How does that help in baseline wander? Do you mean increased baseline wander
implies excitation of lower frequencies?
Regards
Amit
-----Original Message-----
From: si-list-bounce@xxxxxxxxxxxxx [mailto:si-list-bounce@xxxxxxxxxxxxx] On ;
Behalf Of Vinu Arumugham
Sent: 13 August 2018 22:49
To: si-list@xxxxxxxxxxxxx
Subject: [SI-LIST] Re: PCI Express 265nF vs. SATA 10nF vs. USB 100nF DC
blocking caps
Baseline wander.
8B/10B code based systems have short run length (number of consecutive 1s or
0s) and is DC balanced over short intervals. Smaller capacitors are ok.

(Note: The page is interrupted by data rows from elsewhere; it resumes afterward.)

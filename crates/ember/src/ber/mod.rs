//! Basic Encoding Rules primitives used by the Glow codec.

mod reader;
mod tag;
mod writer;

pub use reader::BerReader;
pub use tag::{Tag, TagClass};
pub use writer::BerWriter;

/// Deepest nesting of constructed values or tree elements accepted on decode.
pub const MAX_NESTING: usize = 128;

#[derive(Debug, Clone, PartialEq, Eq, thiserror::Error)]
pub enum DecodeError {
    #[error("unexpected end of data")]
    UnexpectedEof,
    #[error("invalid length encoding")]
    InvalidLength,
    #[error("expected {expected}, found {found}")]
    UnexpectedTag { expected: Tag, found: Tag },
    #[error("unimplemented type {0}")]
    UnimplementedType(Tag),
    #[error("missing {0}")]
    MissingField(&'static str),
    #[error("invalid {0} value")]
    InvalidValue(&'static str),
    #[error("nesting deeper than {0} levels")]
    TooDeep(usize),
    #[error("{0} trailing bytes after message")]
    TrailingData(usize),
}
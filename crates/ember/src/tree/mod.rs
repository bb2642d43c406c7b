//! Arena-backed live device tree.

mod definition;

pub use definition::{
    AccessDefinition, ConnectionDefinition, FunctionDefinition, LabelDefinition,
    MatrixDefinition, NodeDefinition, ParameterDefinition, TupleDefinition, ValueDefinition,
};

use std::collections::{BTreeMap, BTreeSet};

use crate::error::Error;
use crate::glow::{Address, Element, ElementKind, Fragment, Root, TreePath};

#[derive(Debug, Clone, Copy, PartialEq, Eq, Hash, PartialOrd, Ord)]
pub struct NodeId(usize);

#[derive(Debug, Clone)]
pub struct TreeNode {
    pub number: Option<u32>,
    pub parent: Option<NodeId>,
    pub kind: Option<ElementKind>,
    pub children: BTreeMap<u32, NodeId>,
}

impl TreeNode {
    fn root() -> Self {
        Self {
            number: None,
            parent: None,
            kind: None,
            children: BTreeMap::new(),
        }
    }
}

/// The device tree. Slot 0 is the root, which has no number and no
/// contents. Parents are tracked as arena handles, never owned.
#[derive(Debug, Clone)]
pub struct Tree {
    nodes: Vec<Option<TreeNode>>,
    free: Vec<usize>,
}

impl Default for Tree {
    fn default() -> Self {
        Self::new()
    }
}

impl Tree {
    pub fn new() -> Self {
        Self {
            nodes: vec![Some(TreeNode::root())],
            free: Vec::new(),
        }
    }

    /// Builds a tree whose top-level elements are `elements`.
    pub fn from_elements(elements: Vec<Element>) -> Result<Self, Error> {
        let mut tree = Self::new();
        for element in elements {
            tree.add_child(tree.root(), element)?;
        }
        Ok(tree)
    }

    pub fn root(&self) -> NodeId {
        NodeId(0)
    }

    pub fn is_root(&self, id: NodeId) -> bool {
        id.0 == 0
    }

    pub fn len(&self) -> usize {
        self.nodes.iter().filter(|slot| slot.is_some()).count() - 1
    }

    pub fn is_empty(&self) -> bool {
        self.len() == 0
    }

    pub fn node(&self, id: NodeId) -> Option<&TreeNode> {
        self.nodes.get(id.0).and_then(Option::as_ref)
    }

    pub fn node_mut(&mut self, id: NodeId) -> Option<&mut TreeNode> {
        self.nodes.get_mut(id.0).and_then(Option::as_mut)
    }

    pub fn kind(&self, id: NodeId) -> Option<&ElementKind> {
        self.node(id).and_then(|n| n.kind.as_ref())
    }

    pub fn kind_mut(&mut self, id: NodeId) -> Option<&mut ElementKind> {
        self.node_mut(id).and_then(|n| n.kind.as_mut())
    }

    pub fn child_by_number(&self, id: NodeId, number: u32) -> Option<NodeId> {
        self.node(id)?.children.get(&number).copied()
    }

    pub fn children(&self, id: NodeId) -> impl Iterator<Item = NodeId> + '_ {
        self.node(id)
            .into_iter()
            .flat_map(|n| n.children.values().copied())
    }

    pub fn has_children(&self, id: NodeId) -> bool {
        self.node(id).is_some_and(|n| !n.children.is_empty())
    }

    /// Walks the tree number by number. Any miss yields `None`.
    pub fn element_by_path(&self, path: &TreePath) -> Option<NodeId> {
        path.components()
            .iter()
            .try_fold(self.root(), |id, &number| self.child_by_number(id, number))
    }

    pub fn element_by_path_str(&self, path: &str) -> Option<NodeId> {
        let path: TreePath = path.parse().ok()?;
        self.element_by_path(&path)
    }

    /// Recomputes the path of `id` from the parent chain.
    pub fn path(&self, id: NodeId) -> TreePath {
        let mut components = Vec::new();
        let mut current = self.node(id);
        while let Some(node) = current {
            if let Some(number) = node.number {
                components.push(number);
            }
            current = node.parent.and_then(|p| self.node(p));
        }
        components.reverse();
        TreePath::new(components)
    }

    /// Inserts `element` and its element children under `parent`.
    /// Commands inside the fragment are never stored. Nothing is inserted
    /// unless the whole fragment is valid.
    pub fn add_child(&mut self, parent: NodeId, element: Element) -> Result<NodeId, Error> {
        let Some(number) = element.number() else {
            return Err(Error::InvalidNode {
                path: self.path(parent).to_string(),
                reason: "qualified element cannot be inserted as a child",
            });
        };
        let Some(parent_node) = self.node(parent) else {
            return Err(Error::UnknownElement(format!("{:?}", parent)));
        };
        let path = self.path(parent).child(number);
        if parent_node.children.contains_key(&number) {
            return Err(Error::InvalidNode {
                path: path.to_string(),
                reason: "duplicate element number",
            });
        }
        check_children(&path, &element)?;
        Ok(self.insert_subtree(parent, number, element))
    }

    fn insert_subtree(&mut self, parent: NodeId, number: u32, element: Element) -> NodeId {
        let id = self.insert(number, parent, element.kind);
        for child in element.children.unwrap_or_default() {
            if let Fragment::Element(child) = child {
                if let Some(child_number) = child.number() {
                    self.insert_subtree(id, child_number, child);
                }
            }
        }
        id
    }

    fn insert(&mut self, number: u32, parent: NodeId, kind: ElementKind) -> NodeId {
        let node = TreeNode {
            number: Some(number),
            parent: Some(parent),
            kind: Some(kind),
            children: BTreeMap::new(),
        };
        let id = match self.free.pop() {
            Some(slot) => {
                self.nodes[slot] = Some(node);
                NodeId(slot)
            }
            None => {
                self.nodes.push(Some(node));
                NodeId(self.nodes.len() - 1)
            }
        };
        if let Some(parent_node) = self.node_mut(parent) {
            parent_node.children.insert(number, id);
        }
        id
    }

    fn release(&mut self, id: NodeId) {
        let Some(node) = self.nodes.get_mut(id.0).and_then(Option::take) else {
            return;
        };
        for child in node.children.into_values() {
            self.release(child);
        }
        self.free.push(id.0);
    }

    /// Splices `element` into the tree at `path`, replacing whatever is
    /// there. The new element keeps the number of the one it replaces.
    pub fn replace(&mut self, path: &TreePath, element: Element) -> Result<NodeId, Error> {
        let existing = self
            .element_by_path(path)
            .ok_or_else(|| Error::unknown(path))?;
        let Some(parent) = self.node(existing).and_then(|n| n.parent) else {
            return Err(Error::InvalidNode {
                path: path.to_string(),
                reason: "no parent, cannot replace",
            });
        };
        let number = path.last().unwrap_or_default();
        check_children(path, &element)?;

        if let Some(parent_node) = self.node_mut(parent) {
            parent_node.children.remove(&number);
        }
        self.release(existing);
        Ok(self.insert_subtree(parent, number, element))
    }

    fn entry(&self, id: NodeId) -> Option<(u32, &ElementKind)> {
        let node = self.node(id)?;
        Some((node.number?, node.kind.as_ref()?))
    }

    /// Number and kind only, no contents.
    pub fn minimal(&self, id: NodeId) -> Option<Element> {
        let (number, kind) = self.entry(id)?;
        Some(Element::new(Address::Number(number), kind.stripped()))
    }

    /// Number and contents, without children or matrix routing state.
    pub fn minimal_content(&self, id: NodeId) -> Option<Element> {
        let (number, kind) = self.entry(id)?;
        Some(Element::new(Address::Number(number), kind.contents_only()))
    }

    /// Detached copy of the element itself, without children.
    pub fn duplicate(&self, id: NodeId) -> Option<Element> {
        let (number, kind) = self.entry(id)?;
        Some(Element::new(Address::Number(number), kind.clone()))
    }

    pub fn to_qualified(&self, id: NodeId) -> Option<Element> {
        let (_, kind) = self.entry(id)?;
        Some(Element::new(Address::Path(self.path(id)), kind.clone()))
    }

    /// Wraps `leaf`, standing in for `id`, in the minimal chain of its
    /// ancestors so it can be sent hierarchically.
    pub fn tree_branch(&self, id: NodeId, leaf: Element) -> Root {
        let mut current = leaf;
        let mut parent = self.node(id).and_then(|n| n.parent);
        while let Some(ancestor) = parent {
            if let Some(wrapper) = self.minimal(ancestor) {
                current = wrapper.with_children(vec![current.into()]);
            }
            parent = self.node(ancestor).and_then(|n| n.parent);
        }
        Root::single(current)
    }

    /// Hierarchical directory response: the element with its contents
    /// and a copy of each direct child.
    pub fn response(&self, id: NodeId) -> Root {
        if self.is_root(id) {
            return self.root_directory();
        }
        let Some(mut element) = self.duplicate(id) else {
            return Root::default();
        };
        for child in self.children(id) {
            if let Some(dup) = self.duplicate(child) {
                element.add_child(dup);
            }
        }
        self.tree_branch(id, element)
    }

    /// Qualified directory response: each child as a qualified element
    /// with its contents, or the element itself when it has no children.
    pub fn qualified_response(&self, id: NodeId) -> Root {
        if self.has_children(id) {
            let children = self
                .children(id)
                .filter_map(|child| {
                    let (_, kind) = self.entry(child)?;
                    Some(Element::new(Address::Path(self.path(child)), kind.contents_only()).into())
                })
                .collect();
            return Root::new(children);
        }
        match self.to_qualified(id) {
            Some(element) => Root::single(element),
            None => Root::default(),
        }
    }

    pub fn root_directory(&self) -> Root {
        Root::new(
            self.children(self.root())
                .filter_map(|id| self.duplicate(id).map(Fragment::from))
                .collect(),
        )
    }

    /// Top-level elements without contents. Sent back when a request
    /// cannot be served.
    pub fn minimal_snapshot(&self) -> Root {
        Root::new(
            self.children(self.root())
                .filter_map(|id| self.minimal(id).map(Fragment::from))
                .collect(),
        )
    }
}

/// Checks that every element below `element` is numbered and unique
/// among its siblings.
fn check_children(path: &TreePath, element: &Element) -> Result<(), Error> {
    let mut seen = BTreeSet::new();
    for child in element.children() {
        let Fragment::Element(child) = child else {
            continue;
        };
        let Some(number) = child.number() else {
            return Err(Error::InvalidNode {
                path: path.to_string(),
                reason: "qualified element cannot be inserted as a child",
            });
        };
        let child_path = path.child(number);
        if !seen.insert(number) {
            return Err(Error::InvalidNode {
                path: child_path.to_string(),
                reason: "duplicate element number",
            });
        }
        check_children(&child_path, child)?;
    }
    Ok(())
}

Scrambler based systems can have longer run lengths and DC balance is achieved
over a longer interval. Larger capacitors are needed.
Thanks,
Vinu
On 08/13/2018 01:55 AM, Hermann Ruckerbauer wrote:
Hello,
as there are just some discussions about DC blocking caps (AC coupling
caps) for PCIe I would have another question.
PCIe suggests 100nF for Gen1/2 and updated this to up to 265nF for
Gen3 (guess Gen4/5 will not change) SATA had 10nF for Gen3 @ 6Gb/s I
think USB still stays with 100nF, even for 10Gb/s
what is the real driver and the impact of the height of the Value of
the required capacitor?
What is the impact of a too small/to large capacitor on Signal integrity ?
Anybody to share some insight on this one?